Même son de cloche ou presque au Havre où l'État « nous réclame de l'argent que nous n'avons plus », explique Vianney de Chalus. « On va nous prélever 7,5 millions d'euros en 2015 au titre de 2012 ». Des fonds dont la CCI ne dispose plus selon son président qui liste les investissements réalisés pour la pépinière de Saint Romain de Colbosc, le Centre de formation du Pays d'Auge ou encore le dispositif de prêts à taux zéro à destination des entreprises. Au final, la chambre peut compter sur 11 millions d'euros de recettes, sachant que « 80 % de nos charges sont des charges de personnels ». Le président de la CCI de Rouen Christian Hérail confirme le chiffre et prévient : « cela ne se passera pas sans réorganisation, car les CCI ne pourront pas payer ! »
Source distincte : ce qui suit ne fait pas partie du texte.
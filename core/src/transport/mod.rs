// Transport module: radio access for the wearable link

pub mod ble;

pub use ble::{
    BlePlatformBridge, BridgeError, EventDispatcher, PeripheralDescriptor, PeripheralHandle,
    RadioEvent, RadioEventKind, ScriptedBridge,
};
//! BLE session configuration
//!
//! Everything the session needs at startup:
//! - Service and characteristic UUIDs of the wearable
//! - The fixed cipher key and IV
//! - Scan duration and the bounded scan-restart policy
//! - What to do when a scan is requested while a session is active

use crate::crypto::{CipherKey, CodecError, SUPPORTED_KEY_SIZES};
use serde::{Deserialize, Serialize};
use std::time::Duration;
use thiserror::Error;
use uuid::Uuid;

// ============================================================================
// ERROR TYPES
// ============================================================================

#[derive(Debug, Error, Clone, PartialEq, Eq)]
pub enum ConfigError {
    #[error("Missing service UUID")]
    MissingServiceId,

    #[error("Invalid UUID for {field}: {value}")]
    InvalidUuid { field: &'static str, value: String },

    #[error("Invalid cipher key: {0}")]
    InvalidKey(String),

    #[error("Invalid cipher IV: {0}")]
    InvalidIv(String),

    #[error("Invalid scan duration: must be > 0 seconds")]
    InvalidScanDuration,

    #[error("Invalid scan retry policy: {0}")]
    InvalidRetryPolicy(String),
}

// ============================================================================
// DEFAULTS
// ============================================================================

pub const DEFAULT_SERVICE_UUID: &str = "0783b03e-0376-b5a0-7140-a304d5194cb7";
pub const DEFAULT_TX_CHARACTERISTIC_UUID: &str = "0783b03e-0376-b5a0-7140-a304d5194cb8";
pub const DEFAULT_FLOW_CONTROL_CHARACTERISTIC_UUID: &str = "0783b03e-0376-b5a0-7140-a304d5194cb9";
pub const DEFAULT_RX_CHARACTERISTIC_UUID: &str = "0783b03e-0376-b5a0-7140-a304d5194cba";
pub const DEFAULT_BATTERY_SERVICE_UUID: &str = "0000180F-0000-1000-8000-00805f9b34fb";
pub const DEFAULT_BATTERY_CHARACTERISTIC_UUID: &str = "00002A19-0000-1000-8000-00805F9B34FB";

/// Development key. Production builds override it from the config file.
pub const DEFAULT_CIPHER_KEY_HEX: &str = "6b3e1f0a9c2d4e5f7a8b9c0d1e2f3a4b";
pub const DEFAULT_CIPHER_IV_HEX: &str = "1a2b3c4d5e6f708192a3b4c5d6e7f809";

pub const DEFAULT_SCAN_DURATION_SECS: u64 = 3;
pub const DEFAULT_SCAN_RESTART_DELAY_MS: u64 = 1500;

// ============================================================================
// POLICIES
// ============================================================================

/// Behaviour of `start_scan` while a session is already active.
#[derive(Debug, Clone, Copy, PartialEq, Eq, Serialize, Deserialize)]
pub enum ScanConflictPolicy {
    /// Fail with `OperationInProgress`
    Reject,
    /// Tear the current session down, then scan
    Preempt,
}

impl Default for ScanConflictPolicy {
    fn default() -> Self {
        Self::Reject
    }
}

impl std::fmt::Display for ScanConflictPolicy {
    fn fmt(&self, f: &mut std::fmt::Formatter<'_>) -> std::fmt::Result {
        match self {
            Self::Reject => write!(f, "Reject"),
            Self::Preempt => write!(f, "Preempt"),
        }
    }
}

/// Bounded restart of a scan that stopped without finding the device.
#[derive(Debug, Clone, PartialEq, Eq, Serialize, Deserialize)]
pub struct ScanRetryPolicy {
    /// Delay before the first restart (milliseconds)
    pub restart_delay_ms: u64,
    /// Upper bound on any single delay (milliseconds)
    pub max_delay_ms: u64,
    /// Restarts allowed before the session gives up
    pub max_attempts: u32,
}

impl Default for ScanRetryPolicy {
    fn default() -> Self {
        Self {
            restart_delay_ms: DEFAULT_SCAN_RESTART_DELAY_MS,
            max_delay_ms: 30_000,
            max_attempts: 10,
        }
    }
}

impl ScanRetryPolicy {
    /// Capped exponential backoff for restart `attempt` (0-based).
    pub fn delay_for(&self, attempt: u32) -> Duration {
        let factor = 2u64.pow(attempt.min(5));
        let delay_ms = self.restart_delay_ms.saturating_mul(factor);
        Duration::from_millis(delay_ms.min(self.max_delay_ms))
    }

    pub fn validate(&self) -> Result<(), ConfigError> {
        if self.max_attempts == 0 {
            return Err(ConfigError::InvalidRetryPolicy(
                "max_attempts must be >= 1".to_string(),
            ));
        }
        if self.max_delay_ms < self.restart_delay_ms {
            return Err(ConfigError::InvalidRetryPolicy(
                "max_delay_ms must be >= restart_delay_ms".to_string(),
            ));
        }
        Ok(())
    }
}

// ============================================================================
// BLE CONFIG
// ============================================================================

/// Startup configuration for a wearable session.
#[derive(Debug, Clone, PartialEq, Eq, Serialize, Deserialize)]
#[serde(default)]
pub struct BleConfig {
    /// Custom service of the wearable (scan filter)
    pub service_uuid: String,

    /// Command characteristic; encoded payloads are written here
    pub tx_characteristic_uuid: String,

    /// Flow-control characteristic
    pub flow_control_characteristic_uuid: String,

    /// Response characteristic
    pub rx_characteristic_uuid: String,

    /// Standard battery service (0x180F)
    pub battery_service_uuid: String,

    /// Battery level characteristic (0x2A19)
    pub battery_characteristic_uuid: String,

    /// Cipher key, hex text (16, 24 or 32 bytes)
    pub cipher_key_hex: String,

    /// Cipher IV, hex text (16 bytes)
    pub cipher_iv_hex: String,

    /// Radio scan window in seconds
    pub scan_duration_secs: u64,

    pub scan_retry: ScanRetryPolicy,

    pub scan_conflict: ScanConflictPolicy,
}

impl Default for BleConfig {
    fn default() -> Self {
        Self {
            service_uuid: DEFAULT_SERVICE_UUID.to_string(),
            tx_characteristic_uuid: DEFAULT_TX_CHARACTERISTIC_UUID.to_string(),
            flow_control_characteristic_uuid: DEFAULT_FLOW_CONTROL_CHARACTERISTIC_UUID.to_string(),
            rx_characteristic_uuid: DEFAULT_RX_CHARACTERISTIC_UUID.to_string(),
            battery_service_uuid: DEFAULT_BATTERY_SERVICE_UUID.to_string(),
            battery_characteristic_uuid: DEFAULT_BATTERY_CHARACTERISTIC_UUID.to_string(),
            cipher_key_hex: DEFAULT_CIPHER_KEY_HEX.to_string(),
            cipher_iv_hex: DEFAULT_CIPHER_IV_HEX.to_string(),
            scan_duration_secs: DEFAULT_SCAN_DURATION_SECS,
            scan_retry: ScanRetryPolicy::default(),
            scan_conflict: ScanConflictPolicy::default(),
        }
    }
}

impl BleConfig {
    /// Validate every field
    pub fn validate(&self) -> Result<(), ConfigError> {
        if self.service_uuid.trim().is_empty() {
            return Err(ConfigError::MissingServiceId);
        }

        for (field, value) in self.uuid_fields() {
            Uuid::parse_str(value).map_err(|_| ConfigError::InvalidUuid {
                field,
                value: value.to_string(),
            })?;
        }

        self.cipher_key()?;

        if self.scan_duration_secs == 0 {
            return Err(ConfigError::InvalidScanDuration);
        }

        self.scan_retry.validate()
    }

    /// Build the cipher key from the hex fields
    pub fn cipher_key(&self) -> Result<CipherKey, ConfigError> {
        CipherKey::from_hex(&self.cipher_key_hex, &self.cipher_iv_hex).map_err(|e| match e {
            CodecError::MalformedKey { field: "iv", reason } => ConfigError::InvalidIv(reason),
            CodecError::MalformedKey { reason, .. } => ConfigError::InvalidKey(reason),
            CodecError::InvalidKeyLength(len) => ConfigError::InvalidKey(format!(
                "{} bytes, expected one of {:?}",
                len, SUPPORTED_KEY_SIZES
            )),
            CodecError::InvalidIvLength(len) => {
                ConfigError::InvalidIv(format!("{} bytes, expected 16", len))
            }
            other => ConfigError::InvalidKey(other.to_string()),
        })
    }

    /// Scan window as a `Duration`
    pub fn scan_duration(&self) -> Duration {
        Duration::from_secs(self.scan_duration_secs)
    }

    /// True if `characteristic_id` names one of the enciphered characteristics
    pub fn is_custom_characteristic(&self, characteristic_id: &str) -> bool {
        [
            &self.tx_characteristic_uuid,
            &self.flow_control_characteristic_uuid,
            &self.rx_characteristic_uuid,
        ]
        .iter()
        .any(|uuid| uuid_eq(uuid, characteristic_id))
    }

    pub fn is_battery_characteristic(&self, characteristic_id: &str) -> bool {
        uuid_eq(&self.battery_characteristic_uuid, characteristic_id)
    }

    fn uuid_fields(&self) -> [(&'static str, &str); 6] {
        [
            ("service_uuid", self.service_uuid.as_str()),
            ("tx_characteristic_uuid", self.tx_characteristic_uuid.as_str()),
            (
                "flow_control_characteristic_uuid",
                self.flow_control_characteristic_uuid.as_str(),
            ),
            ("rx_characteristic_uuid", self.rx_characteristic_uuid.as_str()),
            ("battery_service_uuid", self.battery_service_uuid.as_str()),
            (
                "battery_characteristic_uuid",
                self.battery_characteristic_uuid.as_str(),
            ),
        ]
    }
}

/// Case-insensitive UUID comparison (platforms differ in casing).
pub fn uuid_eq(a: &str, b: &str) -> bool {
    a.eq_ignore_ascii_case(b)
}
Des locaux bientôt mis en vente ?
Des réductions d'effectifs inévitables, des services rendus aux entreprises en nombre réduit et des équipements dont les chambres ne seront plus en mesure d'assurer la gestion, assurent en coeur les présidents de CCI. Jusqu'à la vente de certains locaux, voire de sièges de CCI évoquent certains en interne. C'est déjà le cas à Fécamp. Seule note d'espoir dans ce marasme ambiant, la réorganisation en marche des CCI normandes, qui, au 1er janvier 2016 ne constitueront plus que cinq pôles autour de Rouen, Caen, Le Havre, Evreux et Cherbourg, chapotés par une seule et unique chambre régionale -déjà largement à l'oeuvre- CCI Normandie. C'est la condition, espèrent les consulaires, d'une nécessaire solidarité entre les chambres, prévue pour 2016, qui pourrait se concrétiser dès 2015 pour éviter la liquidation des plus fragiles. « La solidarité fonctionnera entre les chambres », veut croire Jean-Pierre Désormeaux, le président de CCI Normandie. Ce qui n'évitera pas aux CCI une profonde réflexion sur la manière dont elles devront demain remplir leurs missions avec moins de moyens. D'ailleurs, « le travail est déjà en cours ! »
Guillaume Ducable
Le ministre de l'Économie Emmanuel Macron l'a redit devant les élus des CCI réunis en AG extraordinaire le 18 septembre dernier : les Chambres vont devoir se serrer la ceinture. Au risque de réduire comme une peau de chagrin leurs moyens d'action.